EXERCISE: Start at the line that contains "AppError::Internal(ref msg) =>". Repeat it and each line after it, exactly, up to and including the final line of the data.

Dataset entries
═══

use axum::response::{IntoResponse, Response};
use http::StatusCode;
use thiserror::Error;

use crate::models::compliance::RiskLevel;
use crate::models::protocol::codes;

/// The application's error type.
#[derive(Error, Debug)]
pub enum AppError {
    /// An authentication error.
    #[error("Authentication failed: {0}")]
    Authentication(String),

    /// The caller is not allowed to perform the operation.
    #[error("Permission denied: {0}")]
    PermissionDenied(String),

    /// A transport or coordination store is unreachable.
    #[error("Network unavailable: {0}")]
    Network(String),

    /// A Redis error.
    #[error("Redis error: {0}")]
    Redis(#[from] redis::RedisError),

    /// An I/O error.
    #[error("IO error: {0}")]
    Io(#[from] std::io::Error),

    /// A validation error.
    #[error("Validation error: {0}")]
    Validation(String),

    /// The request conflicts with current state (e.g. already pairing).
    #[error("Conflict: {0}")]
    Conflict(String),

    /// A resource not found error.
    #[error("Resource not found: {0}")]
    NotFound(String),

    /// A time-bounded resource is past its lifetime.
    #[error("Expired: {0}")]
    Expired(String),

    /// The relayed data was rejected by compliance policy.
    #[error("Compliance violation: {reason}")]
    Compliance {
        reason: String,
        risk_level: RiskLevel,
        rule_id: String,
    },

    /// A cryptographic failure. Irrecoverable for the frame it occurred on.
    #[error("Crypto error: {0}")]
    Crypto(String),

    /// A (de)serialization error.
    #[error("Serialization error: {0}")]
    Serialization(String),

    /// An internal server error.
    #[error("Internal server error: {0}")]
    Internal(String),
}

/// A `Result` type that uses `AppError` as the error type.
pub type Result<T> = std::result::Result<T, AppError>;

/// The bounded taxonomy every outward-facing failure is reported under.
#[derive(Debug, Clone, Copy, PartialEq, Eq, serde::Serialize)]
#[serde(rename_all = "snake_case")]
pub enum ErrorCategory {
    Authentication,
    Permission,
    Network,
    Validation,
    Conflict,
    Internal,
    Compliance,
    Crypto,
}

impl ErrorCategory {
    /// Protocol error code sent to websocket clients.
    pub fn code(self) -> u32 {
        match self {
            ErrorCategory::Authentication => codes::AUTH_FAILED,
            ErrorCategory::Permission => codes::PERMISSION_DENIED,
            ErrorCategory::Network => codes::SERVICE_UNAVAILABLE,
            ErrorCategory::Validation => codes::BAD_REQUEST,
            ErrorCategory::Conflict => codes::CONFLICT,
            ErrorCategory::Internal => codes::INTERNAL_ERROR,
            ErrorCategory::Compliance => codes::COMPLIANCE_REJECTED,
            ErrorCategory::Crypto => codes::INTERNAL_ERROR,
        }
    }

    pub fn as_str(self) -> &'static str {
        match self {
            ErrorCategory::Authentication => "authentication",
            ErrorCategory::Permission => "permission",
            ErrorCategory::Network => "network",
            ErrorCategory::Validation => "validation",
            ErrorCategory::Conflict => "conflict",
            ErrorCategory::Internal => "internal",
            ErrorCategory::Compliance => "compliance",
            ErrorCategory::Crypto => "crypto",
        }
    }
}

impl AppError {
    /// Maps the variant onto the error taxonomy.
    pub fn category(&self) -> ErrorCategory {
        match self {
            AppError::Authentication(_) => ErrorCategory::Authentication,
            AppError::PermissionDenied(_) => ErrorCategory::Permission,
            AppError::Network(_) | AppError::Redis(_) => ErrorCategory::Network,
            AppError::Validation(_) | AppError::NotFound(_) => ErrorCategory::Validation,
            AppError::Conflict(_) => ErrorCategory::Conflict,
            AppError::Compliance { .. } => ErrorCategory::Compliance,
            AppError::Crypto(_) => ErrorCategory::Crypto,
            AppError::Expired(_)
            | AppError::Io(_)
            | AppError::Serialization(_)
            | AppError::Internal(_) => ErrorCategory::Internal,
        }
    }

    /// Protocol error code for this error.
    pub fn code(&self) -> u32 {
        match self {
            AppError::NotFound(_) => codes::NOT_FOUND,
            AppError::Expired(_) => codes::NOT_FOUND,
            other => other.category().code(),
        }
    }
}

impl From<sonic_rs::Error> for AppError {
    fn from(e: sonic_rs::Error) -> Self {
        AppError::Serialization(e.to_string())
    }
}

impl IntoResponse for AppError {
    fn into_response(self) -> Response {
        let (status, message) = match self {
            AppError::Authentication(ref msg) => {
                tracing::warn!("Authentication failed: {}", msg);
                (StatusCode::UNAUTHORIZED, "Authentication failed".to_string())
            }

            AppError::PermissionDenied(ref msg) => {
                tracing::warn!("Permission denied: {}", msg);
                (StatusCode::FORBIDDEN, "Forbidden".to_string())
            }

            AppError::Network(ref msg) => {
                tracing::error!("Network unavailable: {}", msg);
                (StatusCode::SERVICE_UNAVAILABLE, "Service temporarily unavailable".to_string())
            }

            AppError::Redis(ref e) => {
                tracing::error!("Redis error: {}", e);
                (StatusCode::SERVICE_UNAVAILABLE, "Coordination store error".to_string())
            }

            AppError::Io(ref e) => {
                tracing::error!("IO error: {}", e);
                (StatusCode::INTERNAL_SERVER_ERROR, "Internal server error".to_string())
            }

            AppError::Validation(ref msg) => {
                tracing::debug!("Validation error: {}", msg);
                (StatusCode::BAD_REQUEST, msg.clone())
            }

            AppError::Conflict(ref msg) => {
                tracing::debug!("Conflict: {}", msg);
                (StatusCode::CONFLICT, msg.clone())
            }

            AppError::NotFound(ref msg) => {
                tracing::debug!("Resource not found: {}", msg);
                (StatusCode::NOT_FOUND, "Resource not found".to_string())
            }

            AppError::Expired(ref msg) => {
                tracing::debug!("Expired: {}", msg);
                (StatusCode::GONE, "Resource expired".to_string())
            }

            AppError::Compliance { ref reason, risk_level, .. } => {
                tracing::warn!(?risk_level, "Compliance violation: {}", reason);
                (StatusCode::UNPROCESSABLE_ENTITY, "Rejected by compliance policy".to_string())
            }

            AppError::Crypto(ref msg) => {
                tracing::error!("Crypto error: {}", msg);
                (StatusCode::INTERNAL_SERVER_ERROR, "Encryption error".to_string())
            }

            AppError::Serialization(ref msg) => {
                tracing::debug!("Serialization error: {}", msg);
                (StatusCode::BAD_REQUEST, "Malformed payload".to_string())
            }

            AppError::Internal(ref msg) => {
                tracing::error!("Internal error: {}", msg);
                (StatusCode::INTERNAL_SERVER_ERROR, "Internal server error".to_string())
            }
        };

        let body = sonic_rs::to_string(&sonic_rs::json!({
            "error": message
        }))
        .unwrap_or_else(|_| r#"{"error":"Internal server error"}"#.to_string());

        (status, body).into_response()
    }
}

═══

REPLY:
            AppError::Internal(ref msg) => {
                tracing::error!("Internal error: {}", msg);
                (StatusCode::INTERNAL_SERVER_ERROR, "Internal server error".to_string())
            }
        };

        let body = sonic_rs::to_string(&sonic_rs::json!({
            "error": message
        }))
        .unwrap_or_else(|_| r#"{"error":"Internal server error"}"#.to_string());

        (status, body).into_response()
    }
}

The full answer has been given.